Analysis of the immune-related gene coexpression module

The WGCNA coexpression algorithm was used to detect coexpressed gene modules in the R package WGCNA [64]. It has been shown that when the logarithm of the connectivity degree node log(k) is negatively related to the logarithm of the probability of emergence of the node log(P(k)) and the correlation coefficient is greater than 0.85, the coexpression network can be a scale-free network [65]. To ensure that the coexpression network was a scale-free network, coexpression modules were screened by setting soft threshold power β to 10 (Additional file 2: Fig. S2C). The topology overlap matrix (TOM) was then constructed from the adjacency matrix to avoid influences of noise and spurious associations. Based on TOM, average-linkage hierarchical clustering using the dynamic shear tree method was subsequently conducted to define coexpression modules, and the minimum gene size of each module was set as 60. The feature vector values (eigengenes) of each module were calculated in turn to explore the relationship among modules, and then modules with highly correlating eigengenes were merged into new modules by performing cluster analysis with the following thresholds: height = 0.25, DeepSplit = 4, and minModuleSize = 60.
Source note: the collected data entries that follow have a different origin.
use async_trait::async_trait;
use solana_client::{
    client_error::ClientError,
    nonblocking::rpc_client::RpcClient,
    rpc_config::{RpcSendTransactionConfig, RpcSimulateTransactionConfig},
};
use solana_sdk::{
    clock::Slot,
    commitment_config::CommitmentConfig,
    hash::Hash,
    signature::Signature,
    transaction::{Transaction, TransactionError},
};

/// Signature status as reported by the cluster.
#[derive(Debug, Clone)]
pub struct TxStatus {
    pub slot: Slot,
    /// `None` once the transaction is rooted; `Some(0)` while processed but
    /// not yet confirmed at the queried commitment.
    pub confirmations: Option<usize>,
    pub err: Option<TransactionError>,
}

/// Result of a diagnostic simulation.
#[derive(Debug, Clone)]
pub struct SimulateResult {
    pub err: Option<TransactionError>,
    pub logs: Option<Vec<String>>,
}

/// The RPC suspension points the submission pipeline depends on.
///
/// [`RpcClient`] provides the production implementation; tests substitute
/// deterministic transports. The connection is shared read-only across all
/// concurrent operations.
#[async_trait]
pub trait SubmitRpc: Send + Sync {
    async fn latest_blockhash(&self, commitment: CommitmentConfig) -> Result<Hash, ClientError>;

    /// Broadcast `tx` without preflight simulation. Resending the identical
    /// signed bytes is safe: the cluster deduplicates on signature, so
    /// rebroadcast is idempotent.
    async fn broadcast_transaction(&self, tx: &Transaction) -> Result<Signature, ClientError>;

    async fn signature_status(
        &self,
        signature: &Signature,
    ) -> Result<Option<TxStatus>, ClientError>;

    /// Diagnostic simulation, used only to enrich failure messages.
    async fn simulate(&self, tx: &Transaction) -> Result<SimulateResult, ClientError>;
}

#[async_trait]
impl SubmitRpc for RpcClient {
    async fn latest_blockhash(&self, commitment: CommitmentConfig) -> Result<Hash, ClientError> {
        let (hash, _) = self.get_latest_blockhash_with_commitment(commitment).await?;
        Ok(hash)
    }

    async fn broadcast_transaction(&self, tx: &Transaction) -> Result<Signature, ClientError> {
        let config = RpcSendTransactionConfig {
            skip_preflight: true,
            // Rebroadcast is handled by the confirmer, not the RPC node.
            max_retries: Some(0),
            ..RpcSendTransactionConfig::default()
        };
        self.send_transaction_with_config(tx, config).await
    }

    async fn signature_status(
        &self,
        signature: &Signature,
    ) -> Result<Option<TxStatus>, ClientError> {
        let response = self.get_signature_statuses(&[*signature]).await?;
        Ok(response
            .value
            .into_iter()
            .next()
            .flatten()
            .map(|status| TxStatus {
                slot: status.slot,
                confirmations: status.confirmations,
                err: status.err,
            }))
    }

    async fn simulate(&self, tx: &Transaction) -> Result<SimulateResult, ClientError> {
        let config = RpcSimulateTransactionConfig {
            sig_verify: false,
            replace_recent_blockhash: true,
            ..RpcSimulateTransactionConfig::default()
        };
        let response = self.simulate_transaction_with_config(tx, config).await?;
        Ok(SimulateResult {
            err: response.value.err,
            logs: response.value.logs,
        })
    }
}
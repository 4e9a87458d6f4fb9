use solana_sdk::{clock::Slot, signature::Signature};

/// Classification of one submitted transaction group.
///
/// `Retryable` is deliberately distinct from `Failed`: it means the fate of
/// the transaction was unknown when we stopped waiting, and it may still
/// land. `Failed` means the chain reported an explicit program error;
/// resubmitting the identical work cannot succeed and only burns fees.
#[derive(Debug, Clone, PartialEq, Eq)]
pub enum SubmissionOutcome {
    Confirmed { signature: Signature, slot: Slot },
    Failed { reason: String },
    Retryable,
}

impl SubmissionOutcome {
    pub fn is_confirmed(&self) -> bool {
        matches!(self, Self::Confirmed { .. })
    }

    pub fn is_retryable(&self) -> bool {
        matches!(self, Self::Retryable)
    }
}

/// Per-unit view of a batch submission, folded from per-group outcomes.
///
/// Pure aggregation: group outcomes and group sizes are walked in lockstep,
/// expanding each group's result into one flag per contained unit so callers
/// can map successes back to their input by position. All retry side
/// effects live in the submitter, none here.
#[derive(Debug, Clone)]
pub struct BatchReport {
    /// One outcome per transaction group, in input order.
    pub outcomes: Vec<SubmissionOutcome>,
    /// Units carried by each group, in lockstep with `outcomes`.
    pub units_per_tx: Vec<usize>,
    /// Expanded per-unit success flags, preserving input order.
    pub unit_succeeded: Vec<bool>,
}

impl BatchReport {
    pub fn new(outcomes: Vec<SubmissionOutcome>, units_per_tx: Vec<usize>) -> Self {
        debug_assert_eq!(outcomes.len(), units_per_tx.len());
        let mut unit_succeeded = Vec::with_capacity(units_per_tx.iter().sum());
        for (outcome, &units) in outcomes.iter().zip(&units_per_tx) {
            unit_succeeded.extend(std::iter::repeat(outcome.is_confirmed()).take(units));
        }
        Self {
            outcomes,
            units_per_tx,
            unit_succeeded,
        }
    }

    /// Units whose transaction confirmed.
    pub fn num_succeeded(&self) -> usize {
        self.unit_succeeded.iter().filter(|ok| **ok).count()
    }

    /// Total units submitted.
    pub fn total(&self) -> usize {
        self.unit_succeeded.len()
    }

    pub fn all_succeeded(&self) -> bool {
        self.num_succeeded() == self.total()
    }
}

#[cfg(test)]
mod tests {
    use super::*;

    fn confirmed() -> SubmissionOutcome {
        SubmissionOutcome::Confirmed {
            signature: Signature::default(),
            slot: 1,
        }
    }

    #[test]
    fn test_expansion_preserves_positions() {
        let outcomes = vec![
            confirmed(),
            SubmissionOutcome::Retryable,
            confirmed(),
        ];
        let report = BatchReport::new(outcomes, vec![2, 3, 1]);

        assert_eq!(
            report.unit_succeeded,
            vec![true, true, false, false, false, true]
        );
        assert_eq!(report.num_succeeded(), 3);
        assert_eq!(report.total(), 6);
        assert!(!report.all_succeeded());
    }

    #[test]
    fn test_failed_and_retryable_both_count_as_unsuccessful() {
        let outcomes = vec![
            SubmissionOutcome::Failed {
                reason: "custom program error".to_string(),
            },
            SubmissionOutcome::Retryable,
        ];
        let report = BatchReport::new(outcomes, vec![1, 1]);

        assert_eq!(report.num_succeeded(), 0);
        assert_eq!(report.total(), 2);
    }

    #[test]
    fn test_empty_report() {
        let report = BatchReport::new(Vec::new(), Vec::new());
        assert_eq!(report.total(), 0);
        assert!(report.all_succeeded());
    }
}
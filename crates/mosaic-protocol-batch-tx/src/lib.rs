/*!
# Mosaic Protocol Batch Transaction Client

Transaction packing, batched submission, and retry logic for Mosaic canvas
operations on Solana. Arbitrary instruction lists (color changes, space
registrations, mints) are greedily packed into minimally-many transactions
under the wire-size ceiling, dispatched in bounded concurrent windows,
rebroadcast while unconfirmed, and folded back into per-instruction results.

## Quick Start

```rust
use mosaic_protocol_batch_tx::{BatchTxClient, Instruction, Keypair, RpcClient};
use std::sync::Arc;

# async fn example() -> Result<(), Box<dyn std::error::Error>> {
let rpc = Arc::new(RpcClient::new("https://api.devnet.solana.com".to_string()));
let wallet = Keypair::new();
let client = BatchTxClient::new(rpc, wallet);

let instructions: Vec<Instruction> = vec![/* color changes, registrations, ... */];

let report = client.send_instructions(instructions).await?;
println!(
    "confirmed {} of {} instructions",
    report.num_succeeded(),
    report.total()
);
# Ok(())
# }
```

## Outcome model

Every transaction ends in one of three states: `Confirmed`, `Failed` (an
explicit on-chain program error; never retried, resubmitting cannot
succeed), or `Retryable` (fate unknown at timeout; the transaction may
still land, so it is retried once with a fresh blockhash and otherwise
reported as ambiguous rather than as a definite failure).
*/

mod batch;
mod client;
mod config;
mod confirm;
mod error;
mod outcome;
mod pack;
mod rpc;
mod signer;
mod size;

pub use batch::BatchSubmitter;
pub use client::BatchTxClient;
pub use config::TxBatchConfig;
pub use confirm::{Confirmation, TxConfirmer};
pub use error::BatchTxError;
pub use outcome::{BatchReport, SubmissionOutcome};
pub use pack::{pack_instruction_sets, pack_instructions, TransactionGroup};
pub use rpc::{SimulateResult, SubmitRpc, TxStatus};
pub use signer::BatchSigner;
pub use size::{
    compact_u16_len, instruction_delta, TxSizeBudget, BASE_TRANSACTION_SIZE, MAX_TRANSACTION_SIZE,
};

// Re-export key Solana types for convenience
pub use solana_client::nonblocking::rpc_client::RpcClient;
pub use solana_sdk::{
    hash::Hash,
    instruction::Instruction,
    pubkey::Pubkey,
    signature::{Keypair, Signature},
    transaction::Transaction,
};
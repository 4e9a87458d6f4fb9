use crate::commands::{load_wallet, parse_pubkey};
use crate::config::{read_rows, SpaceRow};
use crate::error::{CliError, CliResult};
use mosaic_protocol_batch_tx::{BatchTxClient, RpcClient};
use mosaic_protocol_sdk::{
    build_init_space_metadata_ix, find_space_ata, AddressFinder, InitSpaceMetadataArgs,
};
use solana_sdk::signer::Signer;
use std::path::PathBuf;
use std::sync::Arc;

pub async fn execute(spaces: PathBuf, keypair: PathBuf, rpc_url: String) -> CliResult<()> {
    let wallet = load_wallet(&keypair)?;
    let payer = wallet.pubkey();
    let rows: Vec<SpaceRow> = read_rows(&spaces)?;
    println!("Registering {} spaces for {}", rows.len(), payer);

    let finder = AddressFinder::default();
    let mut instructions = Vec::with_capacity(rows.len());
    for row in &rows {
        let mint = parse_pubkey(&row.mint)?;
        let space_ata = find_space_ata(&payer, &mint);
        instructions.push(build_init_space_metadata_ix(
            &finder,
            &mint,
            &space_ata,
            &payer,
            InitSpaceMetadataArgs {
                space_x: row.x,
                space_y: row.y,
            },
        )?);
    }

    let rpc = Arc::new(RpcClient::new(rpc_url));
    let client = BatchTxClient::new(rpc, wallet);
    let report = client.send_instructions(instructions).await?;

    println!(
        "Registered {} of {} spaces",
        report.num_succeeded(),
        report.total()
    );
    if !report.all_succeeded() {
        return Err(CliError::Incomplete {
            succeeded: report.num_succeeded(),
            total: report.total(),
        });
    }
    Ok(())
}
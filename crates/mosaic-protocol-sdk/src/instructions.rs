use borsh::{BorshDeserialize, BorshSerialize};

/// Tag byte dispatching instructions inside the color program.
#[derive(Debug, Clone, Copy, PartialEq, Eq)]
pub enum ColorInstruction {
    InitFrame = 0,
    ChangeColor = 1,
    ChangeColorBrief = 2,
    MakeEditable = 3,
    MakeEditableBrief = 4,
}

/// Tag byte dispatching instructions inside the space program.
#[derive(Debug, Clone, Copy, PartialEq, Eq)]
pub enum SpaceInstruction {
    InitSpaceMetadata = 0,
    GetVouchers = 1,
}

#[derive(BorshSerialize, BorshDeserialize, Debug, Clone, PartialEq, Eq)]
pub struct InitFrameArgs {
    pub neighborhood_x: i64,
    pub neighborhood_y: i64,
}

#[derive(BorshSerialize, BorshDeserialize, Debug, Clone, PartialEq, Eq)]
pub struct ChangeColorArgs {
    pub space_x: i64,
    pub space_y: i64,
    pub frame: u64,
    pub r: u8,
    pub g: u8,
    pub b: u8,
}

/// Compact encoding of [`ChangeColorArgs`] for batched painting; covers
/// coordinates within i16 range, which is every deployed neighborhood.
#[derive(BorshSerialize, BorshDeserialize, Debug, Clone, PartialEq, Eq)]
pub struct ChangeColorBriefArgs {
    pub space_x: i16,
    pub space_y: i16,
    pub frame: u8,
    pub r: u8,
    pub g: u8,
    pub b: u8,
}

#[derive(BorshSerialize, BorshDeserialize, Debug, Clone, PartialEq, Eq)]
pub struct MakeEditableArgs {
    pub space_x: i64,
    pub space_y: i64,
}

#[derive(BorshSerialize, BorshDeserialize, Debug, Clone, PartialEq, Eq)]
pub struct MakeEditableBriefArgs {
    pub space_x: i16,
    pub space_y: i16,
}

#[derive(BorshSerialize, BorshDeserialize, Debug, Clone, PartialEq, Eq)]
pub struct InitSpaceMetadataArgs {
    pub space_x: i64,
    pub space_y: i64,
}
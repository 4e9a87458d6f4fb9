use crate::constants::{
    BASE, COLOR_PROGRAM_ID, NEIGHBORHOOD_FRAME_BASE_SEED, NEIGHBORHOOD_FRAME_POINTER_SEED,
    NEIGHBORHOOD_METADATA_SEED, SELL_DELEGATE_SEED, SPACE_METADATA_SEED, SPACE_PROGRAM_ID,
    VOUCHER_MINT_SEED, VOUCHER_SINK_SEED,
};
use crate::coords::coord_seed;
use solana_program::pubkey::Pubkey;

/// Derives the protocol's program-derived addresses.
pub struct AddressFinder {
    pub base: Pubkey,
    pub color_program_id: Pubkey,
    pub space_program_id: Pubkey,
}

impl AddressFinder {
    pub fn new(base: Pubkey, color_program_id: Pubkey, space_program_id: Pubkey) -> Self {
        Self {
            base,
            color_program_id,
            space_program_id,
        }
    }

    pub fn find_space_metadata_address(&self, space_x: i64, space_y: i64) -> (Pubkey, u8) {
        Pubkey::find_program_address(
            &[
                &self.base.to_bytes(),
                SPACE_METADATA_SEED,
                &coord_seed(space_x),
                &coord_seed(space_y),
            ],
            &self.space_program_id,
        )
    }

    pub fn find_neighborhood_metadata_address(
        &self,
        neighborhood_x: i64,
        neighborhood_y: i64,
    ) -> (Pubkey, u8) {
        Pubkey::find_program_address(
            &[
                &self.base.to_bytes(),
                NEIGHBORHOOD_METADATA_SEED,
                &coord_seed(neighborhood_x),
                &coord_seed(neighborhood_y),
            ],
            &self.space_program_id,
        )
    }

    pub fn find_neighborhood_frame_base_address(
        &self,
        neighborhood_x: i64,
        neighborhood_y: i64,
    ) -> (Pubkey, u8) {
        Pubkey::find_program_address(
            &[
                &self.base.to_bytes(),
                NEIGHBORHOOD_FRAME_BASE_SEED,
                &coord_seed(neighborhood_x),
                &coord_seed(neighborhood_y),
            ],
            &self.color_program_id,
        )
    }

    pub fn find_neighborhood_frame_pointer_address(
        &self,
        neighborhood_x: i64,
        neighborhood_y: i64,
        frame: u64,
    ) -> (Pubkey, u8) {
        Pubkey::find_program_address(
            &[
                &self.base.to_bytes(),
                NEIGHBORHOOD_FRAME_POINTER_SEED,
                &coord_seed(neighborhood_x),
                &coord_seed(neighborhood_y),
                &frame.to_le_bytes(),
            ],
            &self.color_program_id,
        )
    }

    pub fn find_sell_delegate_address(&self) -> (Pubkey, u8) {
        Pubkey::find_program_address(
            &[&self.base.to_bytes(), SELL_DELEGATE_SEED],
            &self.space_program_id,
        )
    }

    pub fn find_voucher_mint_address(
        &self,
        neighborhood_x: i64,
        neighborhood_y: i64,
    ) -> (Pubkey, u8) {
        Pubkey::find_program_address(
            &[
                &self.base.to_bytes(),
                VOUCHER_MINT_SEED,
                &coord_seed(neighborhood_x),
                &coord_seed(neighborhood_y),
            ],
            &self.space_program_id,
        )
    }

    pub fn find_voucher_sink_address(
        &self,
        neighborhood_x: i64,
        neighborhood_y: i64,
    ) -> (Pubkey, u8) {
        Pubkey::find_program_address(
            &[
                &self.base.to_bytes(),
                VOUCHER_SINK_SEED,
                &coord_seed(neighborhood_x),
                &coord_seed(neighborhood_y),
            ],
            &self.space_program_id,
        )
    }
}

impl Default for AddressFinder {
    fn default() -> Self {
        Self::new(BASE, COLOR_PROGRAM_ID, SPACE_PROGRAM_ID)
    }
}

/// Associated token account holding a space's NFT for `owner`.
pub fn find_space_ata(owner: &Pubkey, mint: &Pubkey) -> Pubkey {
    spl_associated_token_account::get_associated_token_address(owner, mint)
}
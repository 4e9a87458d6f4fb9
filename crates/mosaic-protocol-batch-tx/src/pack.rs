use crate::{config::TxBatchConfig, error::BatchTxError, size::TxSizeBudget};
use solana_sdk::{instruction::Instruction, signature::Keypair};

/// A packed, ready-to-sign bundle of instructions plus the auxiliary
/// keypairs (beyond the fee payer) required to sign it.
///
/// Groups own their contents exclusively; nothing is shared across groups.
#[derive(Debug)]
pub struct TransactionGroup {
    pub instructions: Vec<Instruction>,
    pub signers: Vec<Keypair>,
    /// Logical work items carried: individual instructions for
    /// [`pack_instructions`], instruction sets for
    /// [`pack_instruction_sets`]. Outcome reports expand per unit.
    pub units: usize,
}

/// Greedily pack `instructions` into the fewest transactions that fit the
/// configured wire-size and instruction-count ceilings.
///
/// First-fit-forward: each instruction is tried against the open group; on
/// overflow the group is sealed and the same instruction retried against a
/// fresh one, so input order is preserved exactly and nothing is dropped or
/// duplicated. An instruction that cannot fit even an empty transaction is
/// an error: emitting it would only produce a broadcast that the network
/// is guaranteed to reject.
pub fn pack_instructions(
    instructions: Vec<Instruction>,
    config: &TxBatchConfig,
) -> Result<Vec<TransactionGroup>, BatchTxError> {
    let mut groups = Vec::new();
    let mut current: Vec<Instruction> = Vec::new();
    let mut budget = TxSizeBudget::new(config.base_transaction_size);

    for (index, instruction) in instructions.into_iter().enumerate() {
        loop {
            let mut trial = budget.clone();
            trial.push(&instruction);

            if trial.probe_size() <= config.max_transaction_size
                && trial.instruction_count() <= config.max_instructions_per_tx
            {
                budget = trial;
                current.push(instruction);
                break;
            }

            if current.is_empty() {
                return Err(BatchTxError::InstructionTooLarge {
                    index,
                    size: trial.probe_size(),
                    limit: config.max_transaction_size,
                });
            }

            let units = current.len();
            seal(&mut groups, &mut current, Vec::new(), units);
            budget = TxSizeBudget::new(config.base_transaction_size);
            // retry the same instruction against the fresh group
        }
    }

    if !current.is_empty() {
        let units = current.len();
        seal(&mut groups, &mut current, Vec::new(), units);
    }
    Ok(groups)
}

/// Pack atomic instruction sets, each carrying one auxiliary signer, into
/// transactions. The signer list is partitioned in lockstep with the sets:
/// a sealed group holds exactly the keypairs of the sets it contains.
///
/// Used for flows where every work item mints into a fresh account that
/// must co-sign its own creation. Empty sets are skipped along with their
/// signer. A set is never split across transactions.
pub fn pack_instruction_sets(
    sets: Vec<Vec<Instruction>>,
    signers: Vec<Keypair>,
    config: &TxBatchConfig,
) -> Result<Vec<TransactionGroup>, BatchTxError> {
    if sets.len() != signers.len() {
        return Err(BatchTxError::SignerMismatch {
            sets: sets.len(),
            signers: signers.len(),
        });
    }

    let mut groups = Vec::new();
    let mut current: Vec<Instruction> = Vec::new();
    let mut current_signers: Vec<Keypair> = Vec::new();
    let mut current_units = 0usize;
    let mut budget = TxSizeBudget::new(config.base_transaction_size);

    for (index, (set, signer)) in sets.into_iter().zip(signers).enumerate() {
        if set.is_empty() {
            continue;
        }
        loop {
            let mut trial = budget.clone();
            trial.push_signer();
            for instruction in &set {
                trial.push(instruction);
            }

            if trial.probe_size() <= config.max_transaction_size
                && trial.instruction_count() <= config.max_instructions_per_tx
                && trial.signer_count() <= config.max_signers_per_tx
            {
                budget = trial;
                current.extend(set);
                current_signers.push(signer);
                current_units += 1;
                break;
            }

            if current.is_empty() {
                return Err(BatchTxError::InstructionTooLarge {
                    index,
                    size: trial.probe_size(),
                    limit: config.max_transaction_size,
                });
            }

            let units = std::mem::replace(&mut current_units, 0);
            seal(
                &mut groups,
                &mut current,
                std::mem::take(&mut current_signers),
                units,
            );
            budget = TxSizeBudget::new(config.base_transaction_size);
        }
    }

    if !current.is_empty() {
        seal(&mut groups, &mut current, current_signers, current_units);
    }
    Ok(groups)
}

fn seal(
    groups: &mut Vec<TransactionGroup>,
    current: &mut Vec<Instruction>,
    signers: Vec<Keypair>,
    units: usize,
) {
    groups.push(TransactionGroup {
        instructions: std::mem::take(current),
        signers,
        units,
    });
}
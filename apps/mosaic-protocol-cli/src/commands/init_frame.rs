use crate::commands::load_wallet;
use crate::error::{CliError, CliResult};
use mosaic_protocol_batch_tx::{BatchTxClient, Keypair, RpcClient};
use mosaic_protocol_sdk::{build_init_frame_ix, AddressFinder, InitFrameArgs, MAX_FRAMES};
use solana_sdk::signer::Signer;
use std::path::PathBuf;
use std::sync::Arc;

pub async fn execute(
    neighborhood_x: i64,
    neighborhood_y: i64,
    frame: u64,
    keypair: PathBuf,
    rpc_url: String,
) -> CliResult<()> {
    if frame >= MAX_FRAMES {
        return Err(CliError::InvalidInput(format!(
            "frame {frame} out of range, a neighborhood holds {MAX_FRAMES} frames"
        )));
    }

    let wallet = load_wallet(&keypair)?;
    let payer = wallet.pubkey();

    // The cluster accounts are too large for PDAs; fresh keypairs co-sign
    // their own creation.
    let color_cluster = Keypair::new();
    let time_cluster = Keypair::new();

    let instruction = build_init_frame_ix(
        &AddressFinder::default(),
        &color_cluster.pubkey(),
        &time_cluster.pubkey(),
        frame,
        &payer,
        InitFrameArgs {
            neighborhood_x,
            neighborhood_y,
        },
    )?;

    let rpc = Arc::new(RpcClient::new(rpc_url));
    let client = BatchTxClient::new(rpc, wallet);
    let confirmation = client
        .send_transaction(&[instruction], &[&color_cluster, &time_cluster])
        .await?;

    println!("Initialized frame {frame} for neighborhood ({neighborhood_x}, {neighborhood_y})");
    println!("  color cluster: {}", color_cluster.pubkey());
    println!("  time cluster:  {}", time_cluster.pubkey());
    println!("  transaction:   {}", confirmation.signature);
    Ok(())
}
Identification of an immune‐related prognostic signature

Univariate Cox regression analysis was performed to determine immune-related gene coexpression modules with prognostic significance. Then, the Cox proportional hazards model, which was suitable for high‐dimensional regression analysis, was used to construct an optimal and prognostic gene set in immune-related modules (package glmnet) [66,67,68]. Multivariate Cox regression survival analysis was performed to construct the prognostic risk model. The risk score of each patient in the training set was calculated with the linear combination of the gene expression signature weighted by the regression coefficients as follows: Risk score = (exprgene1 × coefficientgene1) + (exprgene2 × coefficientgene2) +\(\cdots\)+ (exprgenen × coefficientgenen).

Bioinformatics analysis

The proportions of six tumor-infiltrating immune cell types (B cells, CD4+ T cells, CD8+ T cells, neutrophils, macrophages, neutrophils and dendritic cells) were estimated using the “Tumor Immune Estimation Resource” (TIMER, https://cistrome.shinyapps.io/timer/) tool [69]. Gene Ontology (GO) enrichment analysis was performed with the R package clusterProfiler. An FDR cutoff value of 0.05 was applied in this test.

Statistical analysis

All statistical analyses were performed using R 3.6.0 (https://mirrors.tuna.tsinghua.edu.cn/CRAN/) with default software parameters. A P value < 0.05 was considered statistically significant. The biological functions of IRGs in each immune gene coexpression module were annotated in GO using the Tool Database for Annotation, Visualization and Integrated Discovery (DAVID, V6.8). The association between the IMS and all kinds of immune-related molecular and cellular characteristics was assessed using one-way ANOVA.